Copy out each line below in which the string "output" appears.

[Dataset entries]
---

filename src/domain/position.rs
//! Hedge position types and the position state machine.
//!
//! A hedge position moves strictly forward: `Open → Closing → Closed`.
//! Reopening an asset after close creates a new position with a new id.

use std::fmt;

use chrono::{DateTime, Utc};
use rust_decimal::Decimal;
use serde::Serialize;

use super::error::TradeError;
use super::ids::{AssetId, PositionId, VenueSide};
use super::ledger::FillReceipt;
use super::money::{Price, Rate, Volume};
use super::spread::Direction;

/// Lifecycle state of a hedge position.
#[derive(Debug, Clone, Copy, PartialEq, Eq, Serialize)]
pub enum PositionStatus {
    /// Both legs filled; monitored every cycle.
    Open,
    /// A close condition fired; the close has not been applied yet.
    Closing,
    /// Close applied and booked in the ledger.
    Closed,
}

impl PositionStatus {
    /// Returns true if the position is open.
    #[must_use]
    pub const fn is_open(self) -> bool {
        matches!(self, Self::Open)
    }

    /// Returns true unless the position is closed.
    #[must_use]
    pub const fn is_active(self) -> bool {
        !matches!(self, Self::Closed)
    }

    /// Returns true if the position is closed.
    #[must_use]
    pub const fn is_closed(self) -> bool {
        matches!(self, Self::Closed)
    }
}

impl fmt::Display for PositionStatus {
    fn fmt(&self, f: &mut fmt::Formatter<'_>) -> fmt::Result {
        match self {
            Self::Open => write!(f, "open"),
            Self::Closing => write!(f, "closing"),
            Self::Closed => write!(f, "closed"),
        }
    }
}

/// Why a position was closed.
#[derive(Debug, Clone, Copy, PartialEq, Eq, Serialize)]
pub enum CloseReason {
    /// Spread narrowed to the convergence threshold (or flipped).
    Converged,
    /// Spread widened past the stop-loss bound.
    StopLoss,
    /// Position outlived the maximum holding duration.
    MaxHoldingTime,
    /// Closed on operator request (shutdown flatten, tests).
    Manual,
}

impl fmt::Display for CloseReason {
    fn fmt(&self, f: &mut fmt::Formatter<'_>) -> fmt::Result {
        match self {
            Self::Converged => write!(f, "converged"),
            Self::StopLoss => write!(f, "stop_loss"),
            Self::MaxHoldingTime => write!(f, "max_holding_time"),
            Self::Manual => write!(f, "manual"),
        }
    }
}

/// A paired short + long position on the same asset across both venues.
#[derive(Debug, Clone, Serialize)]
pub struct HedgePosition {
    id: PositionId,
    asset: AssetId,
    direction: Direction,
    entry_short: Price,
    entry_long: Price,
    size: Volume,
    entry_spread: Rate,
    receipt: FillReceipt,
    opened_at: DateTime<Utc>,
    entry_cycle: u64,
    status: PositionStatus,
}

impl HedgePosition {
    /// Create a new open position.
    #[allow(clippy::too_many_arguments)]
    #[must_use]
    pub fn new(
        id: PositionId,
        asset: AssetId,
        direction: Direction,
        entry_short: Price,
        entry_long: Price,
        size: Volume,
        receipt: FillReceipt,
        opened_at: DateTime<Utc>,
        entry_cycle: u64,
    ) -> Self {
        let entry_spread = if entry_long.is_zero() {
            Decimal::ZERO
        } else {
            (entry_short - entry_long) / entry_long
        };
        Self {
            id,
            asset,
            direction,
            entry_short,
            entry_long,
            size,
            entry_spread,
            receipt,
            opened_at,
            entry_cycle,
            status: PositionStatus::Open,
        }
    }

    #[must_use]
    pub const fn id(&self) -> PositionId {
        self.id
    }

    #[must_use]
    pub const fn asset(&self) -> &AssetId {
        &self.asset
    }

    #[must_use]
    pub const fn direction(&self) -> Direction {
        self.direction
    }

    /// Venue holding the short leg.
    #[must_use]
    pub const fn short_venue(&self) -> VenueSide {
        self.direction.short_venue()
    }

    /// Venue holding the long leg.
    #[must_use]
    pub const fn long_venue(&self) -> VenueSide {
        self.direction.long_venue()
    }

    #[must_use]
    pub const fn entry_short(&self) -> Price {
        self.entry_short
    }

    #[must_use]
    pub const fn entry_long(&self) -> Price {
        self.entry_long
    }

    #[must_use]
    pub const fn size(&self) -> Volume {
        self.size
    }

    /// Relative spread at entry, `(short - long) / long`.
    #[must_use]
    pub const fn entry_spread(&self) -> Rate {
        self.entry_spread
    }

    /// Ledger receipt for the opening fills.
    #[must_use]
    pub const fn receipt(&self) -> &FillReceipt {
        &self.receipt
    }

    /// Fees paid when the position was opened.
    #[must_use]
    pub const fn entry_fees(&self) -> Decimal {
        self.receipt.fees
    }

    #[must_use]
    pub const fn opened_at(&self) -> DateTime<Utc> {
        self.opened_at
    }

    /// Evaluation cycle in which the position was opened.
    #[must_use]
    pub const fn entry_cycle(&self) -> u64 {
        self.entry_cycle
    }

    #[must_use]
    pub const fn status(&self) -> PositionStatus {
        self.status
    }

    /// Gross PnL of both legs at the given exit prices, before fees.
    ///
    /// `(entry_short - exit_short) + (exit_long - entry_long)`, per unit,
    /// times size.
    #[must_use]
    pub fn gross_pnl(&self, exit_short: Price, exit_long: Price) -> Decimal {
        ((self.entry_short - exit_short) + (exit_long - self.entry_long)) * self.size
    }

    /// Move `Open → Closing`. Idempotent while closing.
    ///
    /// # Errors
    ///
    /// Returns [`TradeError::AlreadyClosed`] on a closed position.
    pub fn begin_close(&mut self) -> Result<(), TradeError> {
        match self.status {
            PositionStatus::Open | PositionStatus::Closing => {
                self.status = PositionStatus::Closing;
                Ok(())
            }
            PositionStatus::Closed => Err(TradeError::AlreadyClosed { id: self.id }),
        }
    }

    /// Move to `Closed`.
    ///
    /// # Errors
    ///
    /// Returns [`TradeError::AlreadyClosed`] on a closed position.
    pub(crate) fn finish_close(&mut self) -> Result<(), TradeError> {
        if self.status.is_closed() {
            return Err(TradeError::AlreadyClosed { id: self.id });
        }
        self.status = PositionStatus::Closed;
        Ok(())
    }
}

/// Archived record of a closed position.
#[derive(Debug, Clone, Serialize)]
pub struct ClosedPosition {
    pub position: HedgePosition,
    pub exit_short: Price,
    pub exit_long: Price,
    pub exit_fees: Decimal,
    pub realized_pnl: Decimal,
    pub reason: CloseReason,
    pub closed_at: DateTime<Utc>,
}

impl ClosedPosition {
    /// Relative spread at exit in the position's direction.
    #[must_use]
    pub fn exit_spread(&self) -> Rate {
        if self.exit_long.is_zero() {
            return Decimal::ZERO;
        }
        (self.exit_short - self.exit_long) / self.exit_long
    }

    /// How long the position was held.
    #[must_use]
    pub fn holding_time(&self) -> chrono::Duration {
        self.closed_at - self.position.opened_at()
    }
}

#[cfg(test)]
mod tests {
    use super::*;
    use crate::testkit::domain::{receipt, ts};
    use rust_decimal_macros::dec;

    fn make_position() -> HedgePosition {
        HedgePosition::new(
            PositionId::new(1),
            AssetId::from("BTC/USDT"),
            Direction::AShortBLong,
            dec!(61000),
            dec!(60000),
            dec!(1),
            receipt(dec!(121000), dec!(121)),
            ts(0),
            1,
        )
    }

    #[test]
    fn new_position_is_open() {
        let position = make_position();
        assert!(position.status().is_open());
        assert_eq!(position.short_venue(), VenueSide::A);
        assert_eq!(position.long_venue(), VenueSide::B);
        assert_eq!(position.entry_spread(), dec!(1000) / dec!(60000));
        assert_eq!(position.entry_fees(), dec!(121));
    }

    #[test]
    fn gross_pnl_converged() {
        let position = make_position();
        assert_eq!(position.gross_pnl(dec!(60500), dec!(60500)), dec!(1000));
    }

    #[test]
    fn gross_pnl_both_legs_rising() {
        let position = make_position();
        // -800 on the short leg, +1500 on the long leg.
        assert_eq!(position.gross_pnl(dec!(61800), dec!(61500)), dec!(700));
    }

    #[test]
    fn state_machine_moves_forward_only() {
        let mut position = make_position();
        position.begin_close().unwrap();
        assert_eq!(position.status(), PositionStatus::Closing);
        position.begin_close().unwrap();
        assert_eq!(position.status(), PositionStatus::Closing);

        position.finish_close().unwrap();
        assert!(position.status().is_closed());

        assert!(matches!(
            position.begin_close(),
            Err(TradeError::AlreadyClosed { .. })
        ));
        assert!(matches!(
            position.finish_close(),
            Err(TradeError::AlreadyClosed { .. })
        ));
    }
}
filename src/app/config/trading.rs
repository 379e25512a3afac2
//! Trading thresholds, sizing and capital.

use rust_decimal::Decimal;
use serde::Deserialize;

use crate::domain::AssetId;

/// Trading configuration.
#[derive(Debug, Clone, Deserialize)]
#[serde(default)]
pub struct TradingConfig {
    /// Assets to trade when the venues share no listing.
    pub supported_pairs: Vec<AssetId>,
    /// Minimum estimated profit (fraction, net of fees) to open a hedge.
    pub min_profit_threshold: Decimal,
    /// Close once the spread in the position's direction is at or below this.
    pub convergence_threshold: Decimal,
    /// Close once the spread has widened this much past entry.
    pub stop_loss_threshold: Decimal,
    /// Close after holding this long, in seconds.
    pub max_holding_secs: u64,
    /// Notional per hedge in quote currency; size is `position_size / long price`.
    pub position_size: Decimal,
    /// Starting ledger balance.
    pub initial_balance: Decimal,
    /// Maximum number of hedges held at once.
    pub max_open_positions: usize,
}

impl Default for TradingConfig {
    fn default() -> Self {
        Self {
            supported_pairs: ["BTC/USDT", "ETH/USDT", "BNB/USDT", "ADA/USDT", "DOT/USDT"]
                .into_iter()
                .map(AssetId::from)
                .collect(),
            min_profit_threshold: Decimal::new(2, 3),  // 0.2%
            convergence_threshold: Decimal::new(5, 4), // 0.05%
            stop_loss_threshold: Decimal::new(1, 2),   // 1%
            max_holding_secs: 3600,
            position_size: Decimal::from(1000),
            initial_balance: Decimal::from(10000),
            max_open_positions: 1,
        }
    }
}
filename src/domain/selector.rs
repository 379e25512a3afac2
//! Opportunity selection.

use std::cmp::Ordering;
use std::collections::BTreeSet;

use super::ids::AssetId;
use super::money::Rate;
use super::spread::Spread;

/// Pick the spread to act on, if any.
///
/// Skips assets that already hold a position and spreads whose
/// `estimated_profit` is below `min_profit_threshold`. Among the rest the
/// highest estimated profit wins; exact ties go to the smallest asset
/// identifier. Returns `None` when nothing qualifies.
pub fn select(
    spreads: &[Spread],
    open_positions: &BTreeSet<AssetId>,
    min_profit_threshold: Rate,
) -> Option<Spread> {
    spreads
        .iter()
        .filter(|s| !open_positions.contains(&s.asset))
        .filter(|s| s.estimated_profit >= min_profit_threshold)
        .max_by(|x, y| rank(x, y))
        .cloned()
}

/// Higher profit ranks higher; on equal profit the smaller asset ranks higher.
fn rank(x: &Spread, y: &Spread) -> Ordering {
    x.estimated_profit
        .cmp(&y.estimated_profit)
        .then_with(|| y.asset.cmp(&x.asset))
}
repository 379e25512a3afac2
//! Builders for domain primitives used across tests.
//!
//! All timestamps are offsets from a fixed epoch so tests never depend on
//! the wall clock.

use chrono::{DateTime, Duration, TimeZone, Utc};
use rust_decimal::Decimal;

use crate::domain::{
    AssetId, Direction, FillReceipt, Price, Quote, QuotePair, Rate, Spread, VenueSide,
};

/// 2024-01-01T00:00:00Z.
const EPOCH_SECS: i64 = 1_704_067_200;

/// Fixed epoch plus `ms` milliseconds.
pub fn ts(ms: i64) -> DateTime<Utc> {
    Utc.timestamp_opt(EPOCH_SECS, 0).unwrap() + Duration::milliseconds(ms)
}

/// Create an [`AssetId`] from a string.
pub fn asset(id: &str) -> AssetId {
    AssetId::from(id)
}

/// A quote for `id` on `venue` at `at`.
pub fn quote_at(id: &str, venue: VenueSide, price: Price, at: DateTime<Utc>) -> Quote {
    Quote::new(asset(id), venue, price, at)
}

/// Quotes for `id` from both venues, both taken at [`ts(0)`](ts).
pub fn quote_pair(id: &str, price_a: Price, price_b: Price) -> QuotePair {
    QuotePair::new(
        quote_at(id, VenueSide::A, price_a, ts(0)),
        quote_at(id, VenueSide::B, price_b, ts(0)),
    )
}

/// A valid A-short spread with the given estimated profit.
pub fn spread(id: &str, estimated_profit: Rate) -> Spread {
    Spread {
        asset: asset(id),
        direction: Direction::AShortBLong,
        short_price: Decimal::from(101),
        long_price: Decimal::from(100),
        percent_spread: Decimal::new(1, 2),
        estimated_profit,
        observed_at: ts(0),
    }
}

/// A ledger receipt with the given collateral and fees.
pub fn receipt(collateral: Decimal, fees: Decimal) -> FillReceipt {
    FillReceipt { collateral, fees }
}
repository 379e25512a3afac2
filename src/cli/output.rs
//! Shared CLI output helpers for consistent operator-facing text.

use std::fmt::Display;

use owo_colors::OwoColorize;
use rust_decimal::Decimal;

const RULE_WIDTH: usize = 56;

/// Print a section header and separator.
pub fn section(title: &str) {
    println!();
    println!("{}", title.bold());
    println!("{}", "─".repeat(RULE_WIDTH).dimmed());
}

/// Print a simple key/value line.
pub fn key_value(label: &str, value: impl Display) {
    println!("{:<18} {value}", label.dimmed());
}

/// Print a successful status line.
pub fn ok(message: &str) {
    println!("{} {message}", "✓".green());
}

/// Print a warning status line.
pub fn warn(message: &str) {
    println!("{} {message}", "⚠".yellow());
}

/// Print an error status line.
pub fn error(message: &str) {
    eprintln!("{} {message}", "✗".red());
}

/// Print a single-line note.
pub fn note(message: &str) {
    println!("{message}");
}

/// Print a multi-line block (tables).
pub fn lines(block: &str) {
    println!("{block}");
}

/// Format a signed amount green when positive, red when negative.
pub fn signed(value: Decimal) -> String {
    let text = value.to_string();
    if value > Decimal::ZERO {
        format!("{}", text.green())
    } else if value < Decimal::ZERO {
        format!("{}", text.red())
    } else {
        text
    }
}

/// Format a rate as a percentage with four decimals.
#[must_use]
pub fn percent(rate: Decimal) -> String {
    format!("{:.4}%", rate * Decimal::ONE_HUNDRED)
}
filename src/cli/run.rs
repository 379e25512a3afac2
//! Handler for the `run` command.

use std::path::{Path, PathBuf};
use std::sync::Arc;

use tokio::signal;
use tokio::sync::watch;
use tracing::info;

use crate::adapter::SimulatedVenue;
use crate::app::{Config, Engine};
use crate::cli::{report, RunArgs, DEFAULT_CONFIG};
use crate::domain::VenueSide;
use crate::error::Result;
use crate::port::{Clock, IntervalTicker, LogNotifier, NotifierRegistry, SystemClock};

/// Execute the run command.
pub async fn execute(args: &RunArgs) -> Result<()> {
    let mut config = load_config(args.config.as_deref())?;
    apply_overrides(&mut config, args);
    config.validate()?;
    config.init_logging();

    let seed = config.simulation.seed;
    info!(
        venue_a = %config.venues.a.name,
        venue_b = %config.venues.b.name,
        seed = ?seed,
        max_cycles = ?config.simulation.max_cycles,
        "hedgelord starting"
    );

    let clock: Arc<dyn Clock> = Arc::new(SystemClock);
    let venue_a = SimulatedVenue::new(VenueSide::A, &config.venues.a, Arc::clone(&clock), seed);
    let venue_b = SimulatedVenue::new(
        VenueSide::B,
        &config.venues.b,
        Arc::clone(&clock),
        seed.map(|s| s.wrapping_add(1)),
    );

    let mut notifiers = NotifierRegistry::new();
    notifiers.register(Box::new(LogNotifier));

    let mut engine = Engine::new(
        &config,
        Arc::new(venue_a),
        Arc::new(venue_b),
        clock,
        notifiers,
    );

    let (shutdown_tx, shutdown_rx) = watch::channel(false);
    tokio::spawn(async move {
        if signal::ctrl_c().await.is_ok() {
            let _ = shutdown_tx.send(true);
        }
    });

    let mut ticker = IntervalTicker::new(config.simulation.interval());
    engine
        .run(&mut ticker, shutdown_rx, config.simulation.max_cycles)
        .await;

    let summary = engine.summary();
    if args.json {
        println!("{}", serde_json::to_string_pretty(&summary)?);
    } else {
        report::print(&summary);
    }

    info!("hedgelord stopped");
    Ok(())
}

/// Load the given file, or `config.toml` if present, or the defaults.
#[allow(clippy::result_large_err)]
fn load_config(path: Option<&Path>) -> Result<Config> {
    match path {
        Some(path) => Config::load(path),
        None => {
            let default = PathBuf::from(DEFAULT_CONFIG);
            if default.exists() {
                Config::load(default)
            } else {
                Ok(Config::default())
            }
        }
    }
}

fn apply_overrides(config: &mut Config, args: &RunArgs) {
    if let Some(ref level) = args.log_level {
        config.logging.level = level.clone();
    }
    if args.json_logs {
        config.logging.format = "json".to_string();
    }
    if let Some(max_cycles) = args.max_cycles {
        config.simulation.max_cycles = Some(max_cycles);
    }
    if let Some(interval_ms) = args.interval_ms {
        config.simulation.interval_ms = interval_ms;
    }
    if let Some(seed) = args.seed {
        config.simulation.seed = Some(seed);
    }
    if let Some(min_profit) = args.min_profit {
        config.trading.min_profit_threshold = min_profit;
    }
    if args.close_on_exit {
        config.simulation.close_on_exit = true;
    }
}
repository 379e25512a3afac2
pub mod recording_notifier;
use super::config::Config;
use super::health::{HealthMonitor, HealthPolicy, HealthTransition};
use super::manager::{PositionLimits, PositionManager};
use super::summary::RunSummary;
use crate::domain::{
    rank_by_spread, resolve, select, AssetId, CloseReason, FeeSchedule, Ledger, PositionId, Quote,
    QuotePair, Rate, Spread, SpreadEvaluator, TradeError, VenueSide,
};
use crate::port::{
    CloseEvent, Clock, CycleEvent, ErrorEvent, Event, NotifierRegistry, OpportunityEvent,
    PositionEvent, QuoteSource, Ticker, UniverseEvent,
};

/// What one cycle did.
#[derive(Debug, Clone, Default, Serialize)]
pub struct CycleReport {
    pub cycle: u64,
    /// Assets in the universe this cycle.
    pub universe: usize,
    /// Assets with a valid quote pair.
    pub evaluated: usize,
    /// Assets skipped for failures or degradation.
    pub skipped: usize,
    /// Spreads found across all evaluated assets.
    pub spreads: usize,
    /// Universe spreads this cycle, widest first.
    pub market: Vec<Spread>,
    /// The spread the selector chose, if any.
    pub opportunity: Option<Spread>,
    pub opened: Option<PositionId>,
    pub closed: Vec<ClosedSummary>,
    /// Failures recorded this cycle.
    pub errors: usize,
    /// True if a degraded venue stopped evaluation.
    pub degraded: bool,
    pub balance: Decimal,
    pub unrealized_pnl: Decimal,
}

/// A close performed during a cycle.
#[derive(Debug, Clone, Serialize)]
pub struct ClosedSummary {
    pub id: PositionId,
    pub asset: AssetId,
    pub reason: CloseReason,
    pub realized_pnl: Decimal,
}

/// Drives quote sources, evaluator, selector, position manager and ledger.
pub struct Engine {
    venue_a: Arc<dyn QuoteSource>,
    venue_b: Arc<dyn QuoteSource>,
    clock: Arc<dyn Clock>,
    notifiers: NotifierRegistry,
    evaluator: SpreadEvaluator,
    manager: PositionManager,
    ledger: Ledger,
    health: HealthMonitor,
    defaults: Vec<AssetId>,
    universe: Vec<AssetId>,
    min_profit_threshold: Rate,
    position_notional: Decimal,
    quote_timeout: Duration,
    refresh_every: u64,
    close_on_exit: bool,
    cycle: u64,
    opportunities: u64,
    last_pairs: BTreeMap<AssetId, QuotePair>,
    market: Vec<Spread>,
}
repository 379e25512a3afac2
//! Time ports: wall clock and cycle pacing.

use std::time::Duration;

use async_trait::async_trait;
use chrono::{DateTime, Utc};
use tokio::time::{Interval, MissedTickBehavior};

/// Source of the current time.
pub trait Clock: Send + Sync {
    fn now(&self) -> DateTime<Utc>;
}

/// Wall-clock time.
#[derive(Debug, Clone, Copy, Default)]
pub struct SystemClock;

impl Clock for SystemClock {
    fn now(&self) -> DateTime<Utc> {
        Utc::now()
    }
}

/// Paces evaluation cycles.
#[async_trait]
pub trait Ticker: Send {
    /// Wait until the next cycle may start.
    async fn tick(&mut self);
}

/// Fixed-period ticker backed by [`tokio::time::Interval`].
///
/// The first tick completes immediately. A cycle that overruns its period
/// delays the next one rather than bursting to catch up.
pub struct IntervalTicker {
    interval: Interval,
}

impl IntervalTicker {
    /// Must be called from within a tokio runtime.
    #[must_use]
    pub fn new(period: Duration) -> Self {
        let mut interval = tokio::time::interval(period);
        interval.set_missed_tick_behavior(MissedTickBehavior::Delay);
        Self { interval }
    }
}

#[async_trait]
impl Ticker for IntervalTicker {
    async fn tick(&mut self) {
        self.interval.tick().await;
    }
}
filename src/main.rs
use clap::Parser;
use hedgelord::cli::{check, output, run, CheckCommand, Cli, Commands};

#[tokio::main]
async fn main() {
    let _ = dotenvy::dotenv();
    let cli = Cli::parse();

    let result = match &cli.command {
        Commands::Run(args) => run::execute(args).await,
        Commands::Check(CheckCommand::Config(arg)) => check::execute_config(&arg.config),
    };

    if let Err(e) = result {
        output::error(&e.to_string());
        std::process::exit(1);
    }
}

---

* **RESPONSE TO THIS TASK**:
filename src/cli/output.rs
//! Shared CLI output helpers for consistent operator-facing text.
use hedgelord::cli::{check, output, run, CheckCommand, Cli, Commands};
        output::error(&e.to_string());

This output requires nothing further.